6. They integrated their product

It sounds like a no-brainer but they looked at their product and determined the value it held to the world of social change. Then they developed a strategy to offer their product in a creative and competitive way.

5. They leveled the playing field

Toyota sent the same ‘Finalist toolkit’ to every finalist. It had an HD FlipCam for shooting your video, $250 in Facebook advertising credits, a USB drive with official logos, 5 music tracks to pick from and the full rules.  One of the big worries of small nonprofits upon entering these social contests is getting blown out by the big organizations that have big marketing budgets, in-house graphic/web designers, zillions of fans and followers, etc., etc., etc.  In this case, finalists only had about two weeks to complete their original video – precluding most from getting to fancy. Additionally, organizations were matched up against ‘like-budgeted’ peers – assuring that the Piketown, Pennsylvania Pit-bull rescue didn’t get blown away by the American Cancer Society of New York City.

4. They managed the nonprofit’s workload.

If you’ve spoken to anyone who’s been through the Pepsi Refresh project application process – they likely didn’t care for it. It takes valuable staff time & resources to determine strategy, complete the application, upload documents, etc.  Upon announcing the program, Toyota simply asked for the organizations name, tax ID number, city, state and a short (approximately 200 word) essay about the mission of the organization and what they’d do with a new Toyota.  It took all of 6 minutes.

Even after becoming a finalist, we made a short video, edited the ‘about us’ and ‘why we need a Toyota’ section for the Toyota Facebook app and were done until our big day came.  Here’s my favorite part…

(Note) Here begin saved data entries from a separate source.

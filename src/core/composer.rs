/// The composer: catalog setup, pre-generation hooks, then steady-state
/// instantiation against the shared registry.

use rand::rngs::StdRng;
use rand::{Rng, SeedableRng};
use std::path::PathBuf;
use std::sync::atomic::{AtomicU64, Ordering};
use std::sync::Arc;

use crate::core::error::ComposeError;
use crate::core::registry::{Catalog, CatalogEntry, DuplicatePolicy, TemplateRegistry};
use crate::core::resolver::{MaterializedEntity, Resolver};

/// A pre-generation subscriber. Runs exactly once, with full write
/// access to the catalog, before the first instantiation.
pub type SetupHook = Box<dyn FnOnce(&mut Catalog) -> Result<(), ComposeError> + Send>;

/// The top-level composition engine. Built via `Composer::builder()`.
///
/// A `Composer` only exists once every setup hook has finished, so
/// nothing can be instantiated against a half-built catalog.
pub struct Composer {
    registry: TemplateRegistry,
    seed: u64,
    generation_count: AtomicU64,
}

/// Builder for constructing a `Composer`.
pub struct ComposerBuilder {
    catalog_paths: Vec<PathBuf>,
    /// Overrides the catalog's own policy when set.
    policy: Option<DuplicatePolicy>,
    seed: u64,
    /// Directly provided catalog (for testing without files).
    catalog: Option<Catalog>,
    hooks: Vec<SetupHook>,
}

impl Composer {
    pub fn builder() -> ComposerBuilder {
        ComposerBuilder {
            catalog_paths: Vec::new(),
            policy: None,
            seed: 0,
            catalog: None,
            hooks: Vec::new(),
        }
    }

    pub fn registry(&self) -> &TemplateRegistry {
        &self.registry
    }

    pub fn snapshot(&self) -> Arc<Catalog> {
        self.registry.snapshot()
    }

    pub fn seed(&self) -> u64 {
        self.seed
    }

    /// Instantiate a registered template with a caller-owned RNG.
    ///
    /// Resolution runs against a snapshot taken at call time; late
    /// registrations made while it runs are not observed.
    pub fn instantiate<R: Rng + ?Sized>(
        &self,
        name: &str,
        rng: &mut R,
    ) -> Result<MaterializedEntity, ComposeError> {
        let catalog = self.registry.snapshot();
        Resolver::new(&catalog).instantiate_named(name, rng)
    }

    /// Instantiate with an RNG derived from the builder seed and the
    /// number of previous `generate` calls. Reproducible for a given seed
    /// and call order.
    pub fn generate(&self, name: &str) -> Result<MaterializedEntity, ComposeError> {
        let count = self.generation_count.fetch_add(1, Ordering::Relaxed);
        let mut rng = StdRng::seed_from_u64(self.seed.wrapping_add(count));
        self.instantiate(name, &mut rng)
    }

    /// Generate several independent entities from the same template.
    pub fn generate_variants(
        &self,
        name: &str,
        count: usize,
    ) -> Result<Vec<MaterializedEntity>, ComposeError> {
        (0..count).map(|_| self.generate(name)).collect()
    }

    /// Register an entry after setup. Concurrent instantiations keep
    /// using the snapshot they started with.
    pub fn register_late(
        &self,
        name: impl Into<String>,
        entry: impl Into<CatalogEntry>,
    ) -> Result<String, ComposeError> {
        Ok(self.registry.register(name, entry)?)
    }

    /// Apply a batch of edits atomically. Nothing is published if `f`
    /// fails.
    pub fn update<T, F>(&self, f: F) -> Result<T, ComposeError>
    where
        F: FnOnce(&mut Catalog) -> Result<T, ComposeError>,
    {
        self.registry.update(f)
    }
}

impl ComposerBuilder {
    /// Add a RON catalog file to load during setup. Files are merged in
    /// the order given, under the configured duplicate policy.
    pub fn catalog_file(mut self, path: &str) -> Self {
        self.catalog_paths.push(PathBuf::from(path));
        self
    }

    /// Policy for names registered during setup and afterward. Without
    /// this, a catalog from `with_catalog` keeps its own policy and a
    /// fresh one starts with `DuplicatePolicy::default()`.
    pub fn duplicate_policy(mut self, policy: DuplicatePolicy) -> Self {
        self.policy = Some(policy);
        self
    }

    pub fn seed(mut self, seed: u64) -> Self {
        self.seed = seed;
        self
    }

    /// Provide a catalog directly (for testing without files).
    pub fn with_catalog(mut self, catalog: Catalog) -> Self {
        self.catalog = Some(catalog);
        self
    }

    /// Subscribe to the pre-generation event. Hooks run in subscription
    /// order during `build()`.
    pub fn on_pre_generate<F>(mut self, hook: F) -> Self
    where
        F: FnOnce(&mut Catalog) -> Result<(), ComposeError> + Send + 'static,
    {
        self.hooks.push(Box::new(hook));
        self
    }

    pub fn build(self) -> Result<Composer, ComposeError> {
        let mut catalog = self.catalog.unwrap_or_default();
        if let Some(policy) = self.policy {
            catalog.set_policy(policy);
        }

        for path in &self.catalog_paths {
            let loaded = Catalog::load_from_ron(path)?;
            let stored = catalog.merge(loaded)?;
            tracing::debug!(path = %path.display(), entries = stored.len(), "loaded catalog file");
        }

        let hook_count = self.hooks.len();
        for (index, hook) in self.hooks.into_iter().enumerate() {
            tracing::debug!(hook = index, "running pre-generation hook");
            hook(&mut catalog)?;
        }

        tracing::info!(
            entries = catalog.len(),
            hooks = hook_count,
            seed = self.seed,
            "composer ready"
        );

        Ok(Composer {
            registry: TemplateRegistry::new(catalog),
            seed: self.seed,
            generation_count: AtomicU64::new(0),
        })
    }
}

3. They did not ask nonprofits to harass their networks

While the ‘voting’ medium has been over-used (via Facebook, Twitter, texts and more). Toyota limited the hype per nonprofit to one day.  How many times have you been asked to ‘Vote for X at website.com once a day until 2037’!  Really? Gathering my information wasn’t enough, you want interrupt my day, every day, for the foreseeable future? No thanks.  The shortened time frame allowed organizations to engage their following without pushing them towards fatigue and worse, annoyance.

2.  They outsourced the campaign to a firm who seemed to know what they were doing

Creative Zing – the company handling the promotion, had a well-thought plan, prompt & regular communication and responsive staff.  They also took feedback throughout the campaign and reminded organizations of the rules. I’d imagine some large brands would try to manage the project in-house…and fail miserably.

And the number one reason I think it worked?

1. Toyota did not spend millions in advertising to tell you about the thousands they gave away.

This might be single most frustrating part of cause-marketing. All to often, the marketing heavily outweighs the cause.  (See my pink-washing post from a while back.) Brands will easily spend 10x the donation budget telling the world about the great thing they did. Every day Toyota was getting thousands of mentions in 5 markets around the country – and it was happening in the most valuable way – organically peer-to-peer as opposed to being forced by prime-time commercials.

In all, I thought Toyota pulled off a quality program. (Disclaimer – I’m not endorsing it just because the organization I work with won – promise.)

What do you think? Was it a good program? What would you have done differently?

2 thoughts on “Did Toyota’s cause marketing pass the test?

  1. I absolutely agree on the voting aspect. Well done for Toyota to realized voting once was what we should be asking people. Not once a day for the rest of their lives.